There are a boatload of state managed boat-in campsites on the Saranac Lakes but, unfortunately, those are fully booked through August.  I would have at least a small concern with capacity/availability of first come/first served sites in the region - less concern in St. Regis as portages keep the crowds away, but greater concern in the easier accessed lakes (really just like Algonquin, in that sense).

Joe Schmoe is spot on about the hiking being excellent in the ADKs (although I don't think he's been to Colorado where they count how many 12,000+ foot peaks you've climbed vs. how many 4,000+ foot peaks in the ADKs).  The mountains are substantially different - the Rockies are often snow-capped, have more loose rock and are geologically immature compared to the hundreds of millions of years of weathering and glaciation that the ADKs have sustained.

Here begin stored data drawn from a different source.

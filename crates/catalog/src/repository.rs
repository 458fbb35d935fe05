//! Generic repository
//!
//! Stateless facade over the table, parameterized by record type. The
//! repository exclusively owns row encoding and decoding; managers and
//! the facade never touch `Row` directly.
//!
//! ## Write discipline
//!
//! - `create` is a create-only write (duplicate id → `Conflict`)
//! - `update` and `update_counters` are conditional writes against the
//!   version that was read (optimistic; a lost race → `Conflict`)
//! - every write refreshes `updated_at`; nothing ever mutates
//!   `created_at` after creation

use std::marker::PhantomData;
use std::sync::Arc;

use tracing::debug;

use crate::record::CatalogRecord;
use ragamala_core::{
    Cursor, EntityId, Error, IndexKeySet, ItemKey, RecordKey, Result, Revision, Timestamp, UserId,
};
use ragamala_storage::{IndexQuery, IndexSelector, Row, Table};

/// One page of decoded records
#[derive(Debug, Clone)]
pub struct Page<R> {
    /// Records of the page, in scan order
    pub items: Vec<R>,
    /// Opaque resume token; present exactly when `has_more`
    pub next_token: Option<String>,
    /// True when further records exist
    pub has_more: bool,
}

impl<R> Page<R> {
    /// Map the items to another type, keeping pagination state
    pub fn map<T>(self, f: impl FnMut(R) -> T) -> Page<T> {
        Page {
            items: self.items.into_iter().map(f).collect(),
            next_token: self.next_token,
            has_more: self.has_more,
        }
    }
}

/// Generic repository over one record type
pub struct Repository<R> {
    table: Arc<dyn Table>,
    _marker: PhantomData<fn() -> R>,
}

impl<R> Clone for Repository<R> {
    fn clone(&self) -> Self {
        Repository {
            table: Arc::clone(&self.table),
            _marker: PhantomData,
        }
    }
}

impl<R: CatalogRecord> Repository<R> {
    /// Create a repository over a table
    pub fn new(table: Arc<dyn Table>) -> Self {
        Repository {
            table,
            _marker: PhantomData,
        }
    }

    pub(crate) fn table(&self) -> &Arc<dyn Table> {
        &self.table
    }

    pub(crate) fn latest_key(id: &EntityId) -> Result<ItemKey> {
        Ok(RecordKey::Latest {
            kind: R::KIND,
            id: id.clone(),
        }
        .encode()?)
    }

    pub(crate) fn version_key(id: &EntityId, version: u32) -> Result<ItemKey> {
        Ok(RecordKey::Version {
            kind: R::KIND,
            id: id.clone(),
            version,
        }
        .encode()?)
    }

    /// Encode the latest row of a record, all index slots populated
    pub(crate) fn latest_row(record: &R) -> Result<Row> {
        Row::encode(
            Self::latest_key(record.id())?,
            record.index_keys(),
            record.revision().version as u64,
            record,
        )
    }

    /// Create a record
    ///
    /// Assigns a fresh id when the draft has none, normalizes free-text
    /// fields, and stamps the revision metadata. Fails with `Conflict`
    /// when the id already exists.
    pub fn create(&self, mut record: R, now: Timestamp) -> Result<R> {
        if record.id().is_empty() {
            record.set_id(EntityId::generate());
        }
        record.normalize();
        {
            let added_by = record.revision().added_by.clone();
            let rev = record.revision_mut();
            rev.version = 1;
            rev.created_at = now;
            rev.updated_at = now;
            rev.edited_by = vec![added_by];
            rev.is_latest = true;
            rev.recompute_popularity();
        }

        self.table.put_new(Self::latest_row(&record)?)?;
        debug!(kind = %R::KIND, id = %record.id(), "record created");
        Ok(record)
    }

    /// Read the latest version
    pub fn get(&self, id: &EntityId) -> Result<Option<R>> {
        let key = Self::latest_key(id)?;
        match self.table.get(&key)? {
            Some(row) => Ok(Some(row.decode()?)),
            None => Ok(None),
        }
    }

    /// Read a specific version
    ///
    /// The current version lives on the latest row; superseded versions
    /// live on archive rows.
    pub fn get_version(&self, id: &EntityId, version: u32) -> Result<Option<R>> {
        if let Some(latest) = self.get(id)? {
            if latest.revision().version == version {
                return Ok(Some(latest));
            }
        }
        let key = Self::version_key(id, version)?;
        match self.table.get(&key)? {
            Some(row) => Ok(Some(row.decode()?)),
            None => Ok(None),
        }
    }

    /// Merge changes into the latest row, in place
    ///
    /// The closure mutates a clone; identity and lineage fields (id,
    /// version, `created_at`, `added_by`, `edited_by`, `is_latest`) are
    /// restored afterwards, so a closure cannot corrupt them. The write
    /// is conditional on the version that was read.
    pub fn update(
        &self,
        id: &EntityId,
        editor: &UserId,
        mutate: impl FnOnce(&mut R),
        now: Timestamp,
    ) -> Result<R> {
        let current = self
            .get(id)?
            .ok_or_else(|| Error::not_found(R::KIND.as_str(), id))?;
        let expected = current.revision().version as u64;

        let mut next = current.clone();
        mutate(&mut next);
        Self::restore_lineage(&current, &mut next);
        next.normalize();
        next.revision_mut().touch(editor, now);
        next.revision_mut().recompute_popularity();

        self.table.put_expecting(Self::latest_row(&next)?, expected)?;
        debug!(kind = %R::KIND, id = %id, editor = %editor, "record updated");
        Ok(next)
    }

    /// Merge counter changes without recording an editor
    ///
    /// View and favorite tracking go through here: `updated_at` moves,
    /// `edited_by` does not.
    pub fn update_counters(
        &self,
        id: &EntityId,
        mutate: impl FnOnce(&mut Revision),
        now: Timestamp,
    ) -> Result<R> {
        let current = self
            .get(id)?
            .ok_or_else(|| Error::not_found(R::KIND.as_str(), id))?;
        let expected = current.revision().version as u64;

        let mut next = current.clone();
        mutate(next.revision_mut());
        Self::restore_lineage(&current, &mut next);
        next.revision_mut().updated_at = now;
        next.revision_mut().recompute_popularity();

        self.table.put_expecting(Self::latest_row(&next)?, expected)?;
        Ok(next)
    }

    fn restore_lineage(current: &R, next: &mut R) {
        next.set_id(current.id().clone());
        let source = current.revision();
        let rev = next.revision_mut();
        rev.version = source.version;
        rev.created_at = source.created_at;
        rev.added_by = source.added_by.clone();
        rev.edited_by = source.edited_by.clone();
        rev.is_latest = true;
    }

    /// Delete a record and its entire version history
    ///
    /// Irreversible. Attribution rows sharing the partition are not
    /// touched; relation cleanup belongs to the attribution manager.
    pub fn delete(&self, id: &EntityId) -> Result<()> {
        let latest_key = Self::latest_key(id)?;
        let removed = self.table.delete(&latest_key)?;
        if removed.is_none() {
            return Err(Error::not_found(R::KIND.as_str(), id));
        }

        loop {
            let page = self.table.query(
                &IndexQuery::partition(IndexSelector::Primary, latest_key.pk.clone(), 100)
                    .begins_with("VERSION#"),
            )?;
            if page.rows.is_empty() {
                break;
            }
            for row in &page.rows {
                self.table.delete(&row.key)?;
            }
            if !page.has_more {
                break;
            }
        }
        debug!(kind = %R::KIND, id = %id, "record deleted");
        Ok(())
    }

    /// Run a paginated index query
    ///
    /// `token` is the opaque cursor from a prior page; it must have been
    /// issued by the same index and partition or the query fails before
    /// any storage I/O.
    pub fn query(&self, mut query: IndexQuery, token: Option<&str>) -> Result<Page<R>> {
        if let Some(token) = token {
            let cursor =
                Cursor::resume(token, query.index.cursor_index(), &query.partition)?;
            query.cursor = Some(cursor);
        }
        let page = self.table.query(&query)?;

        let mut items = Vec::with_capacity(page.rows.len());
        for row in &page.rows {
            items.push(row.decode()?);
        }
        Ok(Page {
            items,
            next_token: page.cursor.as_ref().map(Cursor::encode),
            has_more: page.has_more,
        })
    }

    /// Read many records by id, preserving the caller-supplied order
    ///
    /// Absent ids yield `None` in their position; downstream projections
    /// (attribution fan-out) rely on this alignment.
    pub fn batch_get(&self, ids: &[EntityId]) -> Result<Vec<Option<R>>> {
        let keys = ids
            .iter()
            .map(Self::latest_key)
            .collect::<Result<Vec<_>>>()?;
        let rows = self.table.batch_get(&keys)?;
        rows.into_iter()
            .map(|row| row.map(|r| r.decode()).transpose())
            .collect()
    }
}

/// Build an archive row: a superseded version, no index keys
pub(crate) fn archive_row<R: CatalogRecord>(record: &R) -> Result<Row> {
    let rev = record.revision();
    Row::encode(
        Repository::<R>::version_key(record.id(), rev.version)?,
        IndexKeySet::empty(),
        rev.version as u64,
        record,
    )
}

Nonetheless, the hiking is excellent, many opportunities for swimming holes, waterfalls, etc.

You may end up looking at some of the charming motels that dot the area - you can get a pretty cheap place on a lake in relative comfort as well.  If you get skunked trying to find a campsite that would be a possible plan B. 

It's not Algonquin, but it's a nice substitute in the unlikely event of a meteorite impact or global pandemic forces you to change your plans.  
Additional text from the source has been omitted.